• WORK TASK
Pick out all lines in the listing holding the string "missing" and copy them.
-- Opening Marker --
//! Ideom similarity used by semantic matching.
//!
//! Two ideoms are similar when they point at the same neighbors and carry
//! similar names.

use ideom_core::topology::IdeomGraph;
use ideom_core::types::IdeomId;
use std::collections::HashSet;

/// Similarity of two ideoms in [0, 1].
///
/// Identical ids score 1. Otherwise the score is the mean of the Jaccard
/// index over outgoing neighbor sets and the name similarity. Unknown ids
/// score 0, and so do two ideoms that both have no outgoing edges.
pub fn ideom_similarity<G>(graph: &G, a: &IdeomId, b: &IdeomId) -> f64
where
    G: IdeomGraph + ?Sized,
{
    if a == b {
        return 1.0;
    }
    let (Some(left), Some(right)) = (graph.get(a), graph.get(b)) else {
        return 0.0;
    };
    let left_neighbors: HashSet<IdeomId> = graph.connections(a).into_iter().map(|(id, _)| id).collect();
    let right_neighbors: HashSet<IdeomId> = graph.connections(b).into_iter().map(|(id, _)| id).collect();
    if left_neighbors.is_empty() && right_neighbors.is_empty() {
        return 0.0;
    }
    (jaccard(&left_neighbors, &right_neighbors) + name_similarity(&left.name, &right.name)) / 2.0
}

/// Jaccard index of two sets; 0 when both are empty.
pub fn jaccard<T: Eq + std::hash::Hash>(a: &HashSet<T>, b: &HashSet<T>) -> f64 {
    let union = a.union(b).count();
    if union == 0 {
        return 0.0;
    }
    a.intersection(b).count() as f64 / union as f64
}

/// Mean of the edit-distance similarity and the common-prefix ratio.
pub fn name_similarity(a: &str, b: &str) -> f64 {
    if a == b {
        return 1.0;
    }
    let a: Vec<char> = a.chars().collect();
    let b: Vec<char> = b.chars().collect();
    let longest = a.len().max(b.len());
    if longest == 0 {
        return 0.0;
    }
    let edit = 1.0 - levenshtein(&a, &b) as f64 / longest as f64;
    let prefix = common_prefix_len(&a, &b) as f64 / longest as f64;
    (edit + prefix) / 2.0
}

/// Levenshtein distance over chars.
pub fn levenshtein(a: &[char], b: &[char]) -> usize {
    if a.len() < b.len() {
        return levenshtein(b, a);
    }
    if b.is_empty() {
        return a.len();
    }
    let mut previous: Vec<usize> = (0..=b.len()).collect();
    for (i, ca) in a.iter().enumerate() {
        let mut current = Vec::with_capacity(b.len() + 1);
        current.push(i + 1);
        for (j, cb) in b.iter().enumerate() {
            let insertion = previous[j + 1] + 1;
            let deletion = current[j] + 1;
            let substitution = previous[j] + usize::from(ca != cb);
            current.push(insertion.min(deletion).min(substitution));
        }
        previous = current;
    }
    previous[b.len()]
}

fn common_prefix_len(a: &[char], b: &[char]) -> usize {
    a.iter().zip(b).take_while(|(x, y)| x == y).count()
}

#[cfg(test)]
mod tests {
    use super::*;
    use crate::graph_impl::PetIdeomGraph;
    use ideom_core::types::Ideom;

    fn chars(s: &str) -> Vec<char> {
        s.chars().collect()
    }

    #[test]
    fn levenshtein_classic_cases() {
        assert_eq!(levenshtein(&chars("kitten"), &chars("sitting")), 3);
        assert_eq!(levenshtein(&chars(""), &chars("abc")), 3);
        assert_eq!(levenshtein(&chars("same"), &chars("same")), 0);
    }

    #[test]
    fn name_similarity_blends_edit_and_prefix() {
        assert_eq!(name_similarity("dog", "dog"), 1.0);
        // edit: 1 - 1/4, prefix: 3/4
        assert!((name_similarity("dog", "dogs") - 0.75).abs() < 1e-12);
        assert_eq!(name_similarity("abc", "xyz"), 0.0);
    }

    #[test]
    fn jaccard_of_empty_sets_is_zero() {
        let empty: HashSet<u8> = HashSet::new();
        assert_eq!(jaccard(&empty, &empty), 0.0);
        let a = HashSet::from([1, 2]);
        let b = HashSet::from([2, 3]);
        assert!((jaccard(&a, &b) - 1.0 / 3.0).abs() < 1e-12);
    }

    #[test]
    fn ideom_similarity_uses_neighbors_and_names() {
        let mut graph = PetIdeomGraph::new();
        for name in ["dog", "dogs", "bark", "cat"] {
            graph.add(Ideom::new(name, name));
        }
        graph.set_weight(&IdeomId::from("dog"), &IdeomId::from("bark"), 0.8);
        graph.set_weight(&IdeomId::from("dogs"), &IdeomId::from("bark"), 0.8);

        let dog = IdeomId::from("dog");
        assert_eq!(ideom_similarity(&graph, &dog, &dog), 1.0);
        // neighbors identical, names 0.75
        let s = ideom_similarity(&graph, &dog, &IdeomId::from("dogs"));
        assert!((s - 0.875).abs() < 1e-12);
        assert_eq!(ideom_similarity(&graph, &dog, &IdeomId::from("ghost")), 0.0);
    }

    #[test]
    fn isolated_ideoms_are_not_similar_by_name_alone() {
        let mut graph = PetIdeomGraph::new();
        for name in ["dog", "dogs", "bark"] {
            graph.add(Ideom::new(name, name));
        }
        let dog = IdeomId::from("dog");
        let dogs = IdeomId::from("dogs");
        assert_eq!(ideom_similarity(&graph, &dog, &dogs), 0.0);

        // one side with an edge brings the name back in
        graph.set_weight(&dog, &IdeomId::from("bark"), 0.8);
        assert!((ideom_similarity(&graph, &dog, &dogs) - 0.375).abs() < 1e-12);
    }
}
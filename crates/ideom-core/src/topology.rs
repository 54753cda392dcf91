//! Topology: the ideom graph seam.
//!
//! Nodes are ideoms; edges are directed weights. `connect` writes the same
//! weight in both directions, after which each direction is updated on its
//! own. This is a trait so that the reasoning machinery does not depend on
//! a particular graph backend.

use crate::error::Result;
use crate::types::{Ideom, IdeomId, PrunedConnection};
use std::collections::{HashSet, VecDeque};

pub trait IdeomGraph {
    /// Insert an ideom. An existing ideom with the same id has its data
    /// replaced and keeps its edges.
    fn add(&mut self, ideom: Ideom) -> IdeomId;

    fn get(&self, id: &IdeomId) -> Option<&Ideom>;

    fn get_mut(&mut self, id: &IdeomId) -> Option<&mut Ideom>;

    /// Remove an ideom and every edge that touches it.
    fn remove(&mut self, id: &IdeomId) -> Option<Ideom>;

    /// Write `weight` on both `a -> b` and `b -> a`.
    ///
    /// Fails with `NodeNotFound` if either endpoint is missing.
    fn connect(&mut self, a: &IdeomId, b: &IdeomId, weight: f64) -> Result<()>;

    /// Set a single direction. A weight of zero or less removes the edge.
    /// Returns false if either endpoint is missing.
    fn set_weight(&mut self, from: &IdeomId, to: &IdeomId, weight: f64) -> bool;

    /// Weight of `from -> to`, or 0 when there is no such edge.
    fn weight(&self, from: &IdeomId, to: &IdeomId) -> f64;

    /// Outgoing edges of `id` in creation order.
    fn connections(&self, id: &IdeomId) -> Vec<(IdeomId, f64)>;

    /// Every edge as `(from, to, weight)`.
    fn all_edges(&self) -> Vec<(IdeomId, IdeomId, f64)>;

    /// Ids in insertion order.
    fn ids(&self) -> Vec<IdeomId>;

    /// Ideoms sharing a display name, in insertion order.
    fn by_name(&self, name: &str) -> Vec<&Ideom>;

    /// Raise an ideom's activation by `strength`, saturating at 1.
    /// Returns the new level, or `None` for an unknown id.
    fn activate(&mut self, id: &IdeomId, strength: f64) -> Option<f64>;

    /// Force an activation level (clamped into [0, 1]).
    fn set_activation(&mut self, id: &IdeomId, level: f64) -> bool;

    fn decay_all(&mut self);

    fn reset_activations(&mut self);

    /// Remove every edge whose weight is below `threshold`.
    fn prune_edges_below(&mut self, threshold: f64) -> Vec<PrunedConnection>;

    fn len(&self) -> usize;

    fn edge_count(&self) -> usize;

    fn is_empty(&self) -> bool {
        self.len() == 0
    }

    fn contains(&self, id: &IdeomId) -> bool {
        self.get(id).is_some()
    }

    /// Targets of the outgoing edges of `id`.
    fn connected(&self, id: &IdeomId) -> Vec<&Ideom> {
        self.connections(id)
            .into_iter()
            .filter_map(|(to, _)| self.get(&to))
            .collect()
    }

    /// Targets whose edge weight is at least `threshold`.
    fn strongly_connected(&self, id: &IdeomId, threshold: f64) -> Vec<&Ideom> {
        self.connections(id)
            .into_iter()
            .filter(|(_, w)| *w >= threshold)
            .filter_map(|(to, _)| self.get(&to))
            .collect()
    }

    /// Breadth-first ids reachable within `depth` hops, starting with `id`.
    fn neighborhood(&self, id: &IdeomId, depth: usize) -> Vec<IdeomId> {
        if !self.contains(id) {
            return Vec::new();
        }
        let mut seen = HashSet::from([id.clone()]);
        let mut order = vec![id.clone()];
        let mut queue = VecDeque::from([(id.clone(), 0usize)]);
        while let Some((current, dist)) = queue.pop_front() {
            if dist == depth {
                continue;
            }
            for (next, _) in self.connections(&current) {
                if seen.insert(next.clone()) {
                    order.push(next.clone());
                    queue.push_back((next, dist + 1));
                }
            }
        }
        order
    }

    /// Ideoms at or above `threshold`, or their own activation threshold
    /// when none is given.
    fn active(&self, threshold: Option<f64>) -> Vec<&Ideom> {
        self.ids()
            .into_iter()
            .filter_map(|id| self.get(&id))
            .filter(|ideom| ideom.activation_level >= threshold.unwrap_or(ideom.activation_threshold))
            .collect()
    }
}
-- Closing Marker --
• ANSWER BOX
    /// Fails with `NodeNotFound` if either endpoint is missing.
    /// Returns false if either endpoint is missing.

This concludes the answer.